Monoclonal antibodies (mAbs) are large and have limitations as
cancer therapeutics. Human single-chain variable fragment (scFv) is a small antibody as a good alternative. It can easily enter
cancer tissues, has no immunogenicity and can be produced in bacteria to decrease the cost. The
chemokine receptor CXCR4 is overexpressed in different
cancer cells. It plays an important role in
tumor growth and
metastasis. Its overexpression is associated with poor prognosis in
cancer patients and is regarded as an attractive target for
cancer treatment. In this study, a
peptide on the CXCR4 extracellular loop 2 (ECL2) was used as an
antigen for screening a human scFv antibody library by yeast two-hybrid method.

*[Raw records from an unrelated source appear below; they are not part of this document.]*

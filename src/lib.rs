//! # Rust Ordered Logger
//!
//! A structured logger that keeps output in call order while resolving the
//! source location of every call asynchronously.
//!
//! ## Features
//!
//! - **Strict Ordering**: records are rendered and dispatched one at a time,
//!   in the order the calls were made, even when call-site resolution is slow
//! - **Source Locations**: `{{file}}`, `{{line}}`, `{{callee}}` and friends,
//!   resolved through a pluggable source-map resolver
//! - **Templates**: `{{dotted.path}}` placeholders with a `{{rhs}}` marker for
//!   right-aligned columns
//! - **Multiple Transports**: console, file, JSON lines, in-memory, closures
//!
//! ## Example
//!
//! ```
//! use rust_ordered_logger::prelude::*;
//! use rust_ordered_logger::info;
//!
//! let logger = Logger::builder()
//!     .format("{{index}} <{{title}}>{{rhs}}{{file}}:{{line}}")
//!     .characters_per_line(100)
//!     .transport(MemoryTransport::new())
//!     .build()
//!     .unwrap();
//!
//! info!(logger, "listening on port {}", 8080);
//! logger.flush().unwrap();
//! ```

pub mod core;
pub mod macros;
pub mod transports;

pub mod prelude {
    pub use crate::core::{
        ConfigOverrides, FnTransport, IdentityResolver, LogConfig, LogLevel, LogRecord, Logger,
        LoggerBuilder, LoggerError, LoggerMetrics, ResolvedLocation, Result, SourceMapResolver,
        TaskHandle, TimestampFormat, Transport, DEFAULT_SHUTDOWN_TIMEOUT,
    };
    pub use crate::transports::{ConsoleTransport, FileTransport, JsonTransport, MemoryTransport};
}

pub use core::{
    ConfigOverrides, FnTransport, IdentityResolver, LogConfig, LogLevel, LogRecord, Logger,
    LoggerBuilder, LoggerError, LoggerMetrics, ResolvedLocation, Result, SourceMapResolver,
    TaskHandle, TimestampFormat, Transport, DEFAULT_SHUTDOWN_TIMEOUT,
};
pub use transports::{ConsoleTransport, FileTransport, JsonTransport, MemoryTransport};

Three anti-CXCR4
scFv antibodies were isolated. They could bind to CXCR4
protein and three
cancer cell lines (DU145, PC3, and MDA-MB-231) and not to 293T and 3T3 cells as negative controls. These three scFvs could decrease the proliferation, migration, and invasion of these
cancer cells and promote their apoptosis. The two scFvs were further examined in a mouse xenograft model, and they inhibited the
tumor growth.
Tumor immunohistochemistry also demonstrated that the two scFvs decreased
cancer cell proliferation and
tumor angiogenesis and increased their apoptosis. These results show that these anti-CXCR4 scFvs can decrease
cancer cell proliferation and inhibit
tumor growth in mice, and may provide
therapy for various
cancers.